Experts At The Table: Latency

First of three parts: Memory access time; SoC complications; tradeoffs with energy efficiency; external causes of latency; the good and bad of software design; network impacts; dependencies and intrinsic issues.


By Ed Sperling
Low-Power/High-Performance engineering sat down to discuss latency with Chris Rowen, CTO at Tensilica; Andrew Caples, senior product manager for Nucleus in Mentor Graphics’ Embedded Software Division; Drew Wingard, CTO at Sonics; Larry Hudepohl, vice president of hardware engineering at MIPS; and Barry Pangrle, senior power methodology engineer at Nvidia. What follows are excerpts of that discussion.

LPHP: Latency can stem from a lot of different areas. Where do you see the problem?
Hudepohl: One of the traditional latency issues is memory access time. Most aspects of processor design over the past decade have focused on different ways to address that problem. That’s why we saw the advent of pipelining, caching, the use of more complex branch prediction techniques, and the use of more complex architectures such as out-of-order processing to try to define other instructions to execute while one set of instructions is waiting for a cache net. Multithreading is also a technique being used to help minimize the effects of memory latency.
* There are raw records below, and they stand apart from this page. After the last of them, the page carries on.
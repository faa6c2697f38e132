//! Submission form: the values a user supplies for one email.

use std::time::Duration;

use anyhow::{Result, bail};
use mailpost_smtp::{Config, Framing, HeaderSet, Validation, headers};

/// Values collected for one submission, already trimmed.
#[derive(Debug, Clone, PartialEq, Eq)]
pub struct Form {
    /// SMTP server hostname.
    pub host: String,
    /// SMTP server port.
    pub port: u16,
    /// Sender address.
    pub from: String,
    /// Recipients separated by `;`.
    pub to: String,
    /// Subject line.
    pub subject: String,
    /// Date header value.
    pub date: String,
    /// Message body.
    pub body: String,
}

impl Form {
    /// Creates a form, trimming every text value.
    #[must_use]
    pub fn new(
        host: &str,
        port: u16,
        from: &str,
        to: &str,
        subject: &str,
        date: &str,
        body: &str,
    ) -> Self {
        Self {
            host: host.trim().to_string(),
            port,
            from: from.trim().to_string(),
            to: to.trim().to_string(),
            subject: subject.trim().to_string(),
            date: date.trim().to_string(),
            body: body.trim().to_string(),
        }
    }

    /// Checks that every field is filled in.
    ///
    /// # Errors
    ///
    /// Returns an error naming the first empty field.
    pub fn validate(&self) -> Result<()> {
        let fields = [
            ("server host", &self.host),
            ("from", &self.from),
            ("to", &self.to),
            ("subject", &self.subject),
            ("date", &self.date),
            ("body", &self.body),
        ];
        for (name, value) in fields {
            if value.is_empty() {
                bail!("the {name} field must not be empty");
            }
        }
        if self.port == 0 {
            bail!("the server port must not be 0");
        }
        Ok(())
    }

    /// Builds the header set in form order: From, To, Subject, Date.
    #[must_use]
    pub fn headers(&self) -> HeaderSet {
        HeaderSet::new()
            .with(headers::FROM, &self.from)
            .with(headers::TO, &self.to)
            .with(headers::SUBJECT, &self.subject)
            .with(headers::DATE, &self.date)
    }

    /// Builds the connection configuration for this form's server.
    #[must_use]
    pub fn config(&self, settings: &Settings) -> Config {
        Config::builder(&self.host)
            .port(self.port)
            .framing(settings.framing)
            .validation(settings.validation)
            .connect_timeout(settings.connect_timeout)
            .io_timeout(settings.io_timeout)
            .build()
    }
}

/// Transport settings chosen on the command line.
#[derive(Debug, Clone, Copy, PartialEq, Eq)]
pub struct Settings {
    /// Reply framing strategy.
    pub framing: Framing,
    /// Reply checking policy.
    pub validation: Validation,
    /// Connection timeout.
    pub connect_timeout: Duration,
    /// Read/write timeout.
    pub io_timeout: Duration,
}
You basically run instructions from another thread while one thread is waiting for a response. Many of the decisions we’ve made micro-architecturally and architecturally have been driven by latency repercussions.
Wingard: My entire career has been in the era of hiding latency in microprocessor design in different ways. What has become interesting is that latency is becoming a bigger challenge to deal with in SoCs. In early-generation SoCs there were enough other things going on at low-enough data rates so that latency wasn’t as critical of a problem. As we continue to evolve and have more and more things using external memory, as well as more and more things on the chip communicating through external memory, we have the intrinsic things dealing with latency as well as the contingent things. Lots of different processors, co-processors and I/O cores are trying to get access at the same time. There’s extra latency just based on contention. We have lots of techniques for hiding latency, but once we provide service which ones do we choose to service. You have to deliver differential choices there. One core may be very sensitive to latency, while another may be much more tolerant and only concerned with worst-case latency so your video doesn’t flicker. What gets really complex is how you optimize and architect to spread around the latency.
Pangrle: A lot of the focus has been CPU-based. What we’ve been seeing for a number of years is that while the processor has been scaling and getting faster, the memory hasn’t scaled with that. We went to L1 cache, L2, and now you’re seeing limitations even with three levels of caching. All of this is about trying to hide latency between the memory and the compute speed. There are a number of tradeoffs that have to be taken into account from an energy perspective. There is hope that if you get spatial locality you improve that, but if you don’t end up using it you pay high overhead.
Rowen: The talk about memory is representative of one of these latencies, but there are others. There are latencies that are closer to the computation. If you’re thinking about a complex computation, a 64-bit multiply may take several cycles of latency and you need to worry about that in the design of your processor. But there also are external latencies, like latency to go to flash memory or disk and latencies on the network that can contribute in a big way. The solutions all draw on similar underlying principles. When you think about latency, you have to do A and then B and then C and D. That chain is made up of incidental and fundamental dependencies. The fundamental dependencies are that you had to do A before B and then you had to do C. In cases of fundamental dependencies, latencies become harder to address. Many techniques to address latencies involve incidental dependencies. You have to do A and B, but it doesn’t matter if they’re done in sequence or in parallel, so a lot of the techniques to limit latency are really about exploiting parallelism by finding the incidental latencies. Multithreading is a great example. Out-of-order execution is the same thing. You try to find operations that don’t impact each other and you throw hardware at it to do that. The interesting thing is that as you make a system more parallel, it consumes more system resources and more energy per step. Your energy per-use for work may or may not go up. One of the tradeoffs for latency is how much you’re willing to degrade the energy efficiency of your system to address latency. In ultra-low-power systems, you don’t worry about latency and you do get the best power. Out-of-order processing sometimes consumes orders of magnitude more power than latency-tolerant, sequential execution. It’s not latency in a vacuum. It’s latency vs. something else.
Caples: From a software perspective we try to take advantage of what’s available in the hardware. We look at it from the standpoint of what the operating system is putting into this in order take advantage of the hardware. It all boils down to ISR (interrupt service routine) and context-switch-related latencies. Whether you’re designing with a unified-interrupt architecture or a segmented-interrupt architecture, there are things you can do to minimize the overhead and the impact of the operating system on these devices. When we talk about context-switched latency, that’s one of the longest operations an operating system can do. Writing code that reduces the number of context switches is more efficient. There are different use cases where maybe a unified-interrupt architecture would be beneficial to a segmented interrupt architecture, but the key from our perspective is low-overhead processing interrupts.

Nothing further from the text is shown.